What this task involves: Within the data that follows, set down exactly the lines from the one containing "let settings_path = Self::get_settings_path()?;" through the one containing "pub fn with_path(settings_path: PathBuf)", both ends included.

··· Data shown ···

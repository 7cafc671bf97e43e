//! Transport Module
//!
//! The seam between the tracker and a Bluetooth LE stack. Every call is
//! asynchronous and may fail independently; events are delivered separately
//! through an `mpsc` channel handed to the implementation.

use crate::domain::models::{
    AdapterState, CharacteristicId, CharacteristicInfo, PeripheralInfo, ServiceId, ServiceInfo,
};
use crate::error::TransportError;
use std::future::Future;

pub trait Transport: Send + Sync + 'static {
    /// `Ok(None)` when there is no adapter.
    fn adapter_state(
        &self,
    ) -> impl Future<Output = Result<Option<AdapterState>, TransportError>> + Send;

    fn devices(&self) -> impl Future<Output = Result<Vec<PeripheralInfo>, TransportError>> + Send;

    fn device(
        &self,
        address: &str,
    ) -> impl Future<Output = Result<PeripheralInfo, TransportError>> + Send;

    /// All live services of a peripheral, of any type.
    fn services(
        &self,
        address: &str,
    ) -> impl Future<Output = Result<Vec<ServiceInfo>, TransportError>> + Send;

    fn characteristics(
        &self,
        service: &ServiceId,
    ) -> impl Future<Output = Result<Vec<CharacteristicInfo>, TransportError>> + Send;

    /// Read and return the characteristic with its current value.
    fn read_characteristic_value(
        &self,
        characteristic: &CharacteristicId,
    ) -> impl Future<Output = Result<CharacteristicInfo, TransportError>> + Send;

    /// Fails with [`TransportError::AlreadyNotifying`] if notifications are on.
    fn start_notifications(
        &self,
        characteristic: &CharacteristicId,
    ) -> impl Future<Output = Result<(), TransportError>> + Send;

    fn stop_notifications(
        &self,
        characteristic: &CharacteristicId,
    ) -> impl Future<Output = Result<(), TransportError>> + Send;
}
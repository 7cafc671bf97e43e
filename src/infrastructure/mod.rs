//! Infrastructure layer: Bluetooth transport, tracker driver and logging.

pub mod bluetooth;
pub mod logging;
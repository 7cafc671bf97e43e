use crate::domain::tracker::TrackerConfig;
use crate::infrastructure::bluetooth::protocol;
use serde::{Deserialize, Serialize};
use std::fs;
use std::path::{Path, PathBuf};
use std::time::Duration;

#[derive(Debug, Clone, PartialEq, Serialize, Deserialize)]
pub struct LogSettings {
    #[serde(default = "default_level")]
    pub level: String, // "trace", "debug", "info", "warn", "error"
    #[serde(default = "default_false")]
    pub file_logging_enabled: bool,
    #[serde(default = "default_true")]
    pub console_logging_enabled: bool,
    #[serde(default = "default_log_dir")]
    pub log_dir: String,
    #[serde(default = "default_prefix")]
    pub file_name_prefix: String,
    #[serde(default = "default_false")]
    pub show_file_line: bool,
    #[serde(default = "default_false")]
    pub show_thread_ids: bool,
    #[serde(default = "default_true")]
    pub show_target: bool,
    #[serde(default = "default_true")]
    pub ansi_colors: bool,
    #[serde(default = "default_rotation")]
    pub rotation: String, // "daily", "hourly", "minutely", "never"
}

impl Default for LogSettings {
    fn default() -> Self {
        Self {
            level: default_level(),
            file_logging_enabled: default_false(),
            console_logging_enabled: default_true(),
            log_dir: default_log_dir(),
            file_name_prefix: default_prefix(),
            show_file_line: default_false(),
            show_thread_ids: default_false(),
            show_target: default_true(),
            ansi_colors: default_true(),
            rotation: default_rotation(),
        }
    }
}

fn default_level() -> String {
    "info".to_string()
}
fn default_true() -> bool {
    true
}
fn default_false() -> bool {
    false
}
fn default_log_dir() -> String {
    "logs".to_string()
}
fn default_prefix() -> String {
    "ble_battery_monitor".to_string()
}
fn default_rotation() -> String {
    "daily".to_string()
}

#[derive(Debug, Clone, PartialEq, Serialize, Deserialize)]
pub struct Settings {
    // Logging Settings
    #[serde(default)]
    pub log_settings: LogSettings,

    // BLE Settings
    #[serde(default = "default_service_uuid")]
    pub ble_service_uuid: String,
    #[serde(default = "default_level_uuid")]
    pub ble_level_char_uuid: String,
    #[serde(default = "default_true")]
    pub scan_on_start: bool,

    // Bound on every transport request (characteristics, read, subscribe, ...)
    #[serde(default = "default_request_timeout_ms")]
    pub request_timeout_ms: u64,
}

impl Default for Settings {
    fn default() -> Self {
        Self {
            log_settings: LogSettings::default(),
            ble_service_uuid: default_service_uuid(),
            ble_level_char_uuid: default_level_uuid(),
            scan_on_start: default_true(),
            request_timeout_ms: default_request_timeout_ms(),
        }
    }
}

impl Settings {
    /// Parse the configured UUIDs.
    pub fn tracker_config(&self) -> anyhow::Result<TrackerConfig> {
        Ok(TrackerConfig {
            service_uuid: protocol::parse_uuid(&self.ble_service_uuid)?,
            characteristic_uuid: protocol::parse_uuid(&self.ble_level_char_uuid)?,
        })
    }

    pub fn request_timeout(&self) -> Duration {
        Duration::from_millis(self.request_timeout_ms.max(1))
    }
}

fn default_service_uuid() -> String {
    protocol::BATTERY_SERVICE_UUID.to_string()
}
fn default_level_uuid() -> String {
    protocol::BATTERY_LEVEL_CHAR_UUID.to_string()
}
fn default_request_timeout_ms() -> u64 {
    10_000
}

pub struct SettingsService {
    settings: Settings,
    settings_path: PathBuf,
}

impl SettingsService {
    pub fn new() -> anyhow::Result<Self> {
        let settings_path = Self::get_settings_path()?;
        Ok(Self::with_path(settings_path))
    }

    /// Load from `settings_path`, falling back to defaults when the file is
    /// missing or unreadable.
    pub fn with_path(settings_path: PathBuf) -> Self {
        let settings = match Self::load_from_file(&settings_path) {
            Ok(settings) => settings,
            Err(e) => {
                tracing::debug!(
                    "Using default settings ({}): {}",
                    settings_path.display(),
                    e
                );
                Settings::default()
            }
        };

        Self {
            settings,
            settings_path,
        }
    }

    fn get_settings_path() -> anyhow::Result<PathBuf> {
        let mut path = dirs::config_dir()
            .ok_or_else(|| anyhow::anyhow!("Could not determine config directory"))?;
        path.push("BatteryMonitor");
        path.push("settings.json");
        Ok(path)
    }

    fn load_from_file(path: &Path) -> anyhow::Result<Settings> {
        let contents = fs::read_to_string(path)?;
        let settings = serde_json::from_str(&contents)?;
        Ok(settings)
    }

    pub fn save(&self) -> anyhow::Result<()> {
        if let Some(dir) = self.settings_path.parent() {
            fs::create_dir_all(dir)?;
        }
        let json = serde_json::to_string_pretty(&self.settings)?;
        fs::write(&self.settings_path, json)?;
        Ok(())
    }

    pub fn path(&self) -> &Path {
        &self.settings_path
    }

    pub fn get(&self) -> &Settings {
        &self.settings
    }

    pub fn get_mut(&mut self) -> &mut Settings {
        &mut self.settings
    }
}
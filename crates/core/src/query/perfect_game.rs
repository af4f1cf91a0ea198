use super::{parse_number, present, QueryError};
use crate::catalog::perfect_game::{
    self, AustinInsights, Pathway, Prospect, Tournament, AUSTIN_INSIGHTS, PATHWAYS, SHOWCASES,
    TOURNAMENTS,
};
use crate::metrics::{round_to, trajectory::trajectory_growth};
use serde::{Deserialize, Serialize};
use std::collections::BTreeMap;

#[derive(Debug, Clone, Default, Deserialize)]
pub struct PerfectGameParams {
    pub category: Option<String>,
    #[serde(rename = "graduationYear", alias = "graduation_year")]
    pub graduation_year: Option<String>,
}

#[derive(Debug, Clone, Copy, PartialEq, Eq)]
pub enum Category {
    Rankings,
    Tournaments,
    Showcases,
    CognitiveAnalytics,
    DevelopmentPathways,
    AustinInsights,
}

const CATEGORIES: &[(&str, Category)] = &[
    ("rankings", Category::Rankings),
    ("tournaments", Category::Tournaments),
    ("showcases", Category::Showcases),
    ("cognitiveAnalytics", Category::CognitiveAnalytics),
    ("developmentPathways", Category::DevelopmentPathways),
    ("austinInsights", Category::AustinInsights),
];

impl Category {
    pub fn as_str(self) -> &'static str {
        CATEGORIES
            .iter()
            .find(|(_, c)| *c == self)
            .map(|(name, _)| *name)
            .unwrap_or("rankings")
    }
}

#[derive(Debug, Clone, Copy)]
pub struct PerfectGameRequest {
    pub category: Category,
    pub graduation_year: Option<i32>,
}

impl PerfectGameRequest {
    pub fn parse(params: &PerfectGameParams) -> Result<Self, QueryError> {
        let category = match present(params.category.as_deref()) {
            None => Category::Rankings,
            Some(raw) => CATEGORIES
                .iter()
                .find(|(name, _)| name.eq_ignore_ascii_case(raw))
                .map(|(_, c)| *c)
                .ok_or_else(|| {
                    QueryError::bad_selector(
                        "Invalid category",
                        "category",
                        raw,
                        "available_categories",
                        CATEGORIES.iter().map(|(name, _)| *name).collect(),
                    )
                })?,
        };
        let graduation_year =
            parse_number::<i32>("graduationYear", params.graduation_year.as_deref())?;

        Ok(Self {
            category,
            graduation_year,
        })
    }
}

#[derive(Debug, Clone, Serialize)]
#[serde(rename_all = "camelCase")]
pub struct CognitiveSummary {
    pub prospect_count: usize,
    /// Mean of each labelled cognitive score across the selected prospects.
    pub averages: BTreeMap<&'static str, f64>,
    pub standouts: BTreeMap<&'static str, &'static str>,
}

#[derive(Debug, Clone, Serialize)]
#[serde(rename_all = "camelCase")]
pub struct PathwayView {
    #[serde(flatten)]
    pub pathway: &'static Pathway,
    pub athletic_score: f64,
    pub business_score: f64,
    pub growth_percent: i64,
}

#[derive(Debug, Clone, Serialize)]
#[serde(untagged)]
pub enum PerfectGameSlice {
    Prospects(Vec<&'static Prospect>),
    Events(&'static [Tournament]),
    Cognitive(CognitiveSummary),
    Pathways(Vec<PathwayView>),
    Austin(&'static AustinInsights),
}

#[derive(Debug, Clone, Serialize)]
#[serde(rename_all = "camelCase")]
pub struct PerfectGamePayload {
    pub category: &'static str,
    #[serde(skip_serializing_if = "Option::is_none")]
    pub graduation_year: Option<i32>,
    #[serde(skip_serializing_if = "Option::is_none")]
    pub count: Option<usize>,
    pub data: PerfectGameSlice,
}

pub fn resolve(request: &PerfectGameRequest) -> Result<PerfectGamePayload, QueryError> {
    let year = request.graduation_year;
    let (count, data) = match request.category {
        Category::Rankings => {
            let prospects: Vec<_> = perfect_game::prospects_for_year(year).collect();
            (Some(prospects.len()), PerfectGameSlice::Prospects(prospects))
        }
        Category::Tournaments => (Some(TOURNAMENTS.len()), PerfectGameSlice::Events(TOURNAMENTS)),
        Category::Showcases => (Some(SHOWCASES.len()), PerfectGameSlice::Events(SHOWCASES)),
        Category::CognitiveAnalytics => (
            None,
            PerfectGameSlice::Cognitive(cognitive_summary(perfect_game::prospects_for_year(year))),
        ),
        Category::DevelopmentPathways => {
            let pathways = PATHWAYS
                .iter()
                .map(pathway_view)
                .collect::<Result<Vec<_>, _>>()?;
            (Some(pathways.len()), PerfectGameSlice::Pathways(pathways))
        }
        Category::AustinInsights => (None, PerfectGameSlice::Austin(&AUSTIN_INSIGHTS)),
    };

    Ok(PerfectGamePayload {
        category: request.category.as_str(),
        graduation_year: year,
        count,
        data,
    })
}

fn pathway_view(pathway: &'static Pathway) -> Result<PathwayView, QueryError> {
    Ok(PathwayView {
        pathway,
        athletic_score: round_to(pathway.athletic_ratio * 100.0, 1),
        business_score: round_to(pathway.business_ratio * 100.0, 1),
        growth_percent: trajectory_growth(pathway.athletic_ratio, pathway.business_ratio)?,
    })
}

fn cognitive_summary(prospects: impl Iterator<Item = &'static Prospect>) -> CognitiveSummary {
    let mut totals: BTreeMap<&'static str, (f64, usize)> = BTreeMap::new();
    let mut best: BTreeMap<&'static str, (&'static str, f64)> = BTreeMap::new();
    let mut prospect_count = 0;

    for prospect in prospects {
        prospect_count += 1;
        for &(key, value) in prospect.cognitive_profile.iter() {
            let entry = totals.entry(key).or_insert((0.0, 0));
            entry.0 += value;
            entry.1 += 1;

            let leader = best.entry(key).or_insert((prospect.name, value));
            if value > leader.1 {
                *leader = (prospect.name, value);
            }
        }
    }

    CognitiveSummary {
        prospect_count,
        averages: totals
            .into_iter()
            .map(|(k, (sum, n))| (k, round_to(sum / n as f64, 3)))
            .collect(),
        standouts: best.into_iter().map(|(k, (name, _))| (k, name)).collect(),
    }
}

#[cfg(test)]
mod tests {
    use super::*;

    fn run(category: Option<&str>, year: Option<&str>) -> Result<serde_json::Value, QueryError> {
        let params = PerfectGameParams {
            category: category.map(str::to_string),
            graduation_year: year.map(str::to_string),
        };
        let request = PerfectGameRequest::parse(&params)?;
        Ok(serde_json::to_value(resolve(&request)?).unwrap())
    }

    #[test]
    fn rankings_filter_by_graduation_year() {
        let v = run(Some("rankings"), Some("2026")).unwrap();
        assert_eq!(v["graduationYear"], 2026);
        assert_eq!(v["count"], 2);
        assert_eq!(v["data"][0]["name"], "Eli Vasquez");
        assert!(v["data"][0].get("nilProjection").is_none());
    }

    #[test]
    fn default_category_is_rankings() {
        let v = run(None, None).unwrap();
        assert_eq!(v["category"], "rankings");
        assert_eq!(v["count"], 5);
        assert!(v.get("graduationYear").is_none());
    }

    #[test]
    fn cognitive_averages_over_selected_year() {
        let v = run(Some("cognitiveAnalytics"), Some("2025")).unwrap();
        assert_eq!(v["data"]["prospectCount"], 2);
        assert_eq!(v["data"]["averages"]["composure"], 0.915);
        assert_eq!(v["data"]["standouts"]["reaction_time"], "Jackson Reyes");
    }

    #[test]
    fn pathways_report_growth() {
        let v = run(Some("developmentPathways"), None).unwrap();
        assert_eq!(v["data"][0]["name"], "Power Five Commitment");
        assert_eq!(v["data"][0]["growthPercent"], 15);
        assert_eq!(v["data"][2]["growthPercent"], -13);
    }

    #[test]
    fn events_expose_scouting_level() {
        let v = run(Some("tournaments"), None).unwrap();
        assert_eq!(v["data"][0]["scoutingLevel"], "Elite");
        assert_eq!(v["data"][0]["cognitiveTesting"], true);
    }

    #[test]
    fn bad_inputs() {
        assert_eq!(run(Some("gossip"), None).unwrap_err().code(), "Invalid category");
        assert_eq!(
            run(Some("rankings"), Some("next")).unwrap_err().code(),
            "Invalid graduationYear"
        );
    }
}
use serde::Serialize;

/// Letter grade, ordered from lowest to highest so `Ord` matches grade rank.
#[derive(Debug, Clone, Copy, PartialEq, Eq, PartialOrd, Ord, Hash, Serialize)]
pub enum Grade {
    #[serde(rename = "C-")]
    CMinus,
    #[serde(rename = "C")]
    C,
    #[serde(rename = "C+")]
    CPlus,
    #[serde(rename = "B-")]
    BMinus,
    #[serde(rename = "B")]
    B,
    #[serde(rename = "B+")]
    BPlus,
    #[serde(rename = "A-")]
    AMinus,
    #[serde(rename = "A")]
    A,
    #[serde(rename = "A+")]
    APlus,
}

// Breakpoints are exclusive: a score must clear the bound to earn the grade.
const SCALE: [(f64, Grade); 8] = [
    (90.0, Grade::APlus),
    (85.0, Grade::A),
    (80.0, Grade::AMinus),
    (75.0, Grade::BPlus),
    (70.0, Grade::B),
    (65.0, Grade::BMinus),
    (60.0, Grade::CPlus),
    (55.0, Grade::C),
];

impl Grade {
    pub fn as_str(self) -> &'static str {
        match self {
            Self::APlus => "A+",
            Self::A => "A",
            Self::AMinus => "A-",
            Self::BPlus => "B+",
            Self::B => "B",
            Self::BMinus => "B-",
            Self::CPlus => "C+",
            Self::C => "C",
            Self::CMinus => "C-",
        }
    }
}

/// Maps a 0..=100 score to its letter grade. NaN grades as `C-`.
pub fn grade_letter(score: f64) -> Grade {
    SCALE
        .iter()
        .find(|(bound, _)| score > *bound)
        .map(|(_, grade)| *grade)
        .unwrap_or(Grade::CMinus)
}

#[cfg(test)]
mod tests {
    use super::*;

    #[test]
    fn breakpoints() {
        assert_eq!(grade_letter(100.0), Grade::APlus);
        assert_eq!(grade_letter(90.5), Grade::APlus);
        assert_eq!(grade_letter(90.0), Grade::A);
        assert_eq!(grade_letter(84.0), Grade::AMinus);
        assert_eq!(grade_letter(76.0), Grade::BPlus);
        assert_eq!(grade_letter(70.1), Grade::B);
        assert_eq!(grade_letter(66.0), Grade::BMinus);
        assert_eq!(grade_letter(61.0), Grade::CPlus);
        assert_eq!(grade_letter(56.0), Grade::C);
        assert_eq!(grade_letter(55.0), Grade::CMinus);
        assert_eq!(grade_letter(0.0), Grade::CMinus);
        assert_eq!(grade_letter(f64::NAN), Grade::CMinus);
    }

    #[test]
    fn monotone_non_increasing_as_score_drops() {
        let mut previous = grade_letter(100.0);
        let mut score = 100.0;
        while score >= 0.0 {
            let g = grade_letter(score);
            assert!(g <= previous, "grade rose at {score}");
            previous = g;
            score -= 0.25;
        }
    }

    #[test]
    fn serializes_as_letter() {
        assert_eq!(serde_json::to_string(&Grade::AMinus).unwrap(), "\"A-\"");
        assert_eq!(Grade::BPlus.as_str(), "B+");
    }
}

···

Result:
        let settings_path = Self::get_settings_path()?;
        Ok(Self::with_path(settings_path))
    }

    /// Load from `settings_path`, falling back to defaults when the file is
    /// missing or unreadable.
    pub fn with_path(settings_path: PathBuf) -> Self {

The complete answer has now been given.